START Supplied entries
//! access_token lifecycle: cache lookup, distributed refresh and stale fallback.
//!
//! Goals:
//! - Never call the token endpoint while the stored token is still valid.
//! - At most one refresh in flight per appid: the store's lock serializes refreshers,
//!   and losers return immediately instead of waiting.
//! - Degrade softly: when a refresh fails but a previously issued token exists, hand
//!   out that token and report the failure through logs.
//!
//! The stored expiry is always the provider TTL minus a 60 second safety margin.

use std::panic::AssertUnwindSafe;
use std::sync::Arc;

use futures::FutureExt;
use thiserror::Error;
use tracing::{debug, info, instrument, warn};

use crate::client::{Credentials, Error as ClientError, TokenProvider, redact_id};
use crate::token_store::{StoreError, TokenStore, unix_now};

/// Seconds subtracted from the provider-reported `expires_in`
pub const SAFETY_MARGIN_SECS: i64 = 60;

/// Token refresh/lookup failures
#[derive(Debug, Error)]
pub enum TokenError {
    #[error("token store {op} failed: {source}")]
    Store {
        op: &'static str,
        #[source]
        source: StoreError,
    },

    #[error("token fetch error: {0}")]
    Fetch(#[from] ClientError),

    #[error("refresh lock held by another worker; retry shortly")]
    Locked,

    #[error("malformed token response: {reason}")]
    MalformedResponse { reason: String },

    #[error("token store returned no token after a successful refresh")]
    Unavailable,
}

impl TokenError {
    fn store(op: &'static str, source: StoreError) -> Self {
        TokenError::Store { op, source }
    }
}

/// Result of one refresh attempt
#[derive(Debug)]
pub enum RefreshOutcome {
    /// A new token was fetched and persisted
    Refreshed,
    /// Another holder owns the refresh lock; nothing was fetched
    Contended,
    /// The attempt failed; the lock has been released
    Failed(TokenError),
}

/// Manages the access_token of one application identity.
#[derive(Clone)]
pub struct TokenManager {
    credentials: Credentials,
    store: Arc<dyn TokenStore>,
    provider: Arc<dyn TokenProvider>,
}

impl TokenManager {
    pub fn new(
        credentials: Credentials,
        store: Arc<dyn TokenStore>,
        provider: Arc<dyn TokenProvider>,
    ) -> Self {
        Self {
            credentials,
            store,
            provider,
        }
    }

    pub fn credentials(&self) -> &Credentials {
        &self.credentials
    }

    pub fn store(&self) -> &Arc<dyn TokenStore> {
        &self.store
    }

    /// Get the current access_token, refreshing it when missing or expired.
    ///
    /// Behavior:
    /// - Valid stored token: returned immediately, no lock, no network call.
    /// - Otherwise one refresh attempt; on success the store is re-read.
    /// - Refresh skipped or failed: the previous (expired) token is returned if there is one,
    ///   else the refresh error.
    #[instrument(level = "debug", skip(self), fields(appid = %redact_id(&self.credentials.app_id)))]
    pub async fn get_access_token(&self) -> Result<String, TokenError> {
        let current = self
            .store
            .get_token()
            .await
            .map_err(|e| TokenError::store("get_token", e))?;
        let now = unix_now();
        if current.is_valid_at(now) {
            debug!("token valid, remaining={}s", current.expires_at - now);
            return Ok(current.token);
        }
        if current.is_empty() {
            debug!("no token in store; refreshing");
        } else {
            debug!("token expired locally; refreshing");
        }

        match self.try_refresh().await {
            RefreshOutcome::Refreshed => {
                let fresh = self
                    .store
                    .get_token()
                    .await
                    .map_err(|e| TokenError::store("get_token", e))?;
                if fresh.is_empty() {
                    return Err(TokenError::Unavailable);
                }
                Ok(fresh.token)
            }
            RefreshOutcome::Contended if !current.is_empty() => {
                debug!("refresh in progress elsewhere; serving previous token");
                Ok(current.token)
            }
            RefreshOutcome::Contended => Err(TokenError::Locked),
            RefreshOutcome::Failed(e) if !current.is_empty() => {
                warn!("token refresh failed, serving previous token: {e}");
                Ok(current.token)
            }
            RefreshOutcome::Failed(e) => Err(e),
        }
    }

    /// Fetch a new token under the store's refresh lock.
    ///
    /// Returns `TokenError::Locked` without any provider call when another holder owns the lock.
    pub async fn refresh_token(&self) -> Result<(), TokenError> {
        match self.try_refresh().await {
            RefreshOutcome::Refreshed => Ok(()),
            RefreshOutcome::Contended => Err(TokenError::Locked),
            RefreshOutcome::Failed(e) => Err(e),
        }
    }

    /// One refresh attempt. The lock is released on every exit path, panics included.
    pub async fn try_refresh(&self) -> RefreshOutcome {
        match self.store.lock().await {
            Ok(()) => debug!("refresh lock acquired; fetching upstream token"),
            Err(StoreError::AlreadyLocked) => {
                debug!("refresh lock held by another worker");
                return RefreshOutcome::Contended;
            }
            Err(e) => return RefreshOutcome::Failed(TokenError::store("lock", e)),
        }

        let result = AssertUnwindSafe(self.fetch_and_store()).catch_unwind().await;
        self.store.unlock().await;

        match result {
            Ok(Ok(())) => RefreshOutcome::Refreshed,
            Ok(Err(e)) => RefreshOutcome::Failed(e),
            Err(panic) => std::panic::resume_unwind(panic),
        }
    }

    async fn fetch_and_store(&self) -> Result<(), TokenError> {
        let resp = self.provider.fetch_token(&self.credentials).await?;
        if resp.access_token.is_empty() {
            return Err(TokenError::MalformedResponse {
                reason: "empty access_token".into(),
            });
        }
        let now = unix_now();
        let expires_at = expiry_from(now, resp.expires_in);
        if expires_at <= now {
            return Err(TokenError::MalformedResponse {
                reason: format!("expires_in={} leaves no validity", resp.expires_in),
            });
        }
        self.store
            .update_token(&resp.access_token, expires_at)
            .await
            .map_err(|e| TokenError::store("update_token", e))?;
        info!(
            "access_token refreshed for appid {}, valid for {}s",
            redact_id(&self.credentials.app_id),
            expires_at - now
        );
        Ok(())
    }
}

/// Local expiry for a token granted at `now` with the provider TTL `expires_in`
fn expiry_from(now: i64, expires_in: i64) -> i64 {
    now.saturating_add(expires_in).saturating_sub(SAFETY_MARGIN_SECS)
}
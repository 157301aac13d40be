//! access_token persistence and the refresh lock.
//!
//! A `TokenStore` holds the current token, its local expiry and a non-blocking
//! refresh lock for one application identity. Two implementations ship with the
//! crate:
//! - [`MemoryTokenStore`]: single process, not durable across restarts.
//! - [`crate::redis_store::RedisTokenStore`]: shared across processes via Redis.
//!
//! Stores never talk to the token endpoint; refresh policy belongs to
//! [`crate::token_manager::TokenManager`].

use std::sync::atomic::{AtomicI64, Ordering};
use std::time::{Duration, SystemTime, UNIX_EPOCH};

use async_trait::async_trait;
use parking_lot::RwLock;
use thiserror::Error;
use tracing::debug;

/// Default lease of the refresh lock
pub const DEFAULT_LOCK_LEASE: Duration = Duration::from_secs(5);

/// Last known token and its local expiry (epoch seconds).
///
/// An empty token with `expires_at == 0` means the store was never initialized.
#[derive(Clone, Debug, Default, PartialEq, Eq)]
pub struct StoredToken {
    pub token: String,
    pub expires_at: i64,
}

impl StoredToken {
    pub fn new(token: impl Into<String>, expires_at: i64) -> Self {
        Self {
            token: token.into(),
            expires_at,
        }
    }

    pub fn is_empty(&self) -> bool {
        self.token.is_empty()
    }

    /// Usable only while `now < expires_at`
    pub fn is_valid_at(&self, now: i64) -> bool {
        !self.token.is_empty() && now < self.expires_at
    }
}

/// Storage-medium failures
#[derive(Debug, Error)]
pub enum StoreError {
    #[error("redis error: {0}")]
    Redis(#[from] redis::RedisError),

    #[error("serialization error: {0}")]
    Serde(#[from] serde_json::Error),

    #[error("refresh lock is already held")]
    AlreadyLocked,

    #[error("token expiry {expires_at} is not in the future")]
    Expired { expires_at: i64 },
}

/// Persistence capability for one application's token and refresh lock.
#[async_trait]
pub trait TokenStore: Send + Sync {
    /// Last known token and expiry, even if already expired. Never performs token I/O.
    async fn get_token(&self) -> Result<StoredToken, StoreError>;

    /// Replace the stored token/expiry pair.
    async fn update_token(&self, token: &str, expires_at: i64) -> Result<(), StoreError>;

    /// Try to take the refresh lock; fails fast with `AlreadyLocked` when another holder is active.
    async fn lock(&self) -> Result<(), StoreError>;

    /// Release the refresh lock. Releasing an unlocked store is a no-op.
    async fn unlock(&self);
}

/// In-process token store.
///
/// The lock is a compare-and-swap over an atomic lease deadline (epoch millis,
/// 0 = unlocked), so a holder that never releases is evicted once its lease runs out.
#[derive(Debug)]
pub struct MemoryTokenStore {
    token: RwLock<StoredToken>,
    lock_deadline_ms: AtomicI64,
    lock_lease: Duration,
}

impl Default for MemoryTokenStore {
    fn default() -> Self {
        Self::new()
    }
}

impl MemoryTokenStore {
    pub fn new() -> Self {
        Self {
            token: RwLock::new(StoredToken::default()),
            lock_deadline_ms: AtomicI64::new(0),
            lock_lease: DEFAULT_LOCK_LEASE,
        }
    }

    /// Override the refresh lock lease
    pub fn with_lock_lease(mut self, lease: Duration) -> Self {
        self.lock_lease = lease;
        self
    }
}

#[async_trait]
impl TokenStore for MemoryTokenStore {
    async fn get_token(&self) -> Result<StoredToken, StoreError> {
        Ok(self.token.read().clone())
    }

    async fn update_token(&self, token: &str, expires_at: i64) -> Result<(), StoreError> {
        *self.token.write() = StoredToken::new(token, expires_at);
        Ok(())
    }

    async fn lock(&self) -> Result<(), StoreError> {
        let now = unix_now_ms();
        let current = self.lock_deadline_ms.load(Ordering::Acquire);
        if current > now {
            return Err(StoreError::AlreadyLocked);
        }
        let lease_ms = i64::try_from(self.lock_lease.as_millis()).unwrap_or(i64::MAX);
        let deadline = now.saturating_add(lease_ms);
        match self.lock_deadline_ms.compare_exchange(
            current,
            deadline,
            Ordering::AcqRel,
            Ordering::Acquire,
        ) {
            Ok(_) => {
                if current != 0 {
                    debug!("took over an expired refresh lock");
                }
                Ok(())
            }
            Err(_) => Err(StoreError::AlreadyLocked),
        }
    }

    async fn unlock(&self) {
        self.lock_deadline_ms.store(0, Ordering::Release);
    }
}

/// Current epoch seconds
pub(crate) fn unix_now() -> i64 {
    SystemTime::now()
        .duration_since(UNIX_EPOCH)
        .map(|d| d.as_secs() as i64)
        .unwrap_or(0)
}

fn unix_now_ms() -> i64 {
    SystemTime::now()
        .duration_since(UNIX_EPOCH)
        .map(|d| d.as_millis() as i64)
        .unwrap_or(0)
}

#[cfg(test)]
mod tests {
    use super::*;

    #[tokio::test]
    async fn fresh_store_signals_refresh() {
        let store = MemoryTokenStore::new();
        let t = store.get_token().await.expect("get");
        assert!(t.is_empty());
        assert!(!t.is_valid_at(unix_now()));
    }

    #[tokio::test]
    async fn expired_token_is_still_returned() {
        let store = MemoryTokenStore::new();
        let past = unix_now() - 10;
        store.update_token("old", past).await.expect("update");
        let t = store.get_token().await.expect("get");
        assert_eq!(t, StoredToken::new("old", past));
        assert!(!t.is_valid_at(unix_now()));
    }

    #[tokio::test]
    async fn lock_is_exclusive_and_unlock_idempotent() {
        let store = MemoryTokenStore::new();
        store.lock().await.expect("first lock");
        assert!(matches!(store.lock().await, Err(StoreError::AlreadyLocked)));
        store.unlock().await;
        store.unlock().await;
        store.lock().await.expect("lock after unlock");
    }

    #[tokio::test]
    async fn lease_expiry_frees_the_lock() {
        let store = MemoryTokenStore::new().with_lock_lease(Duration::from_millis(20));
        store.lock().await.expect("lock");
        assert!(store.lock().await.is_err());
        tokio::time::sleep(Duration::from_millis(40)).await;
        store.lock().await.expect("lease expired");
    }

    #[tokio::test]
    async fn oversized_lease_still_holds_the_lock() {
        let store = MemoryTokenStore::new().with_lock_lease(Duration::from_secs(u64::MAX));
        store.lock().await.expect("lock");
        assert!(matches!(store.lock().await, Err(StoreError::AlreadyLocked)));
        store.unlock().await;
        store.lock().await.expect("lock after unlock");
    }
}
END Supplied entries
# [Exercise prompt]
Please restate the records word for word. Go from the first line to the line with "is still valid." and include both.

# [Answer section]
//! access_token lifecycle: cache lookup, distributed refresh and stale fallback.
//!
//! Goals:
//! - Never call the token endpoint while the stored token is still valid.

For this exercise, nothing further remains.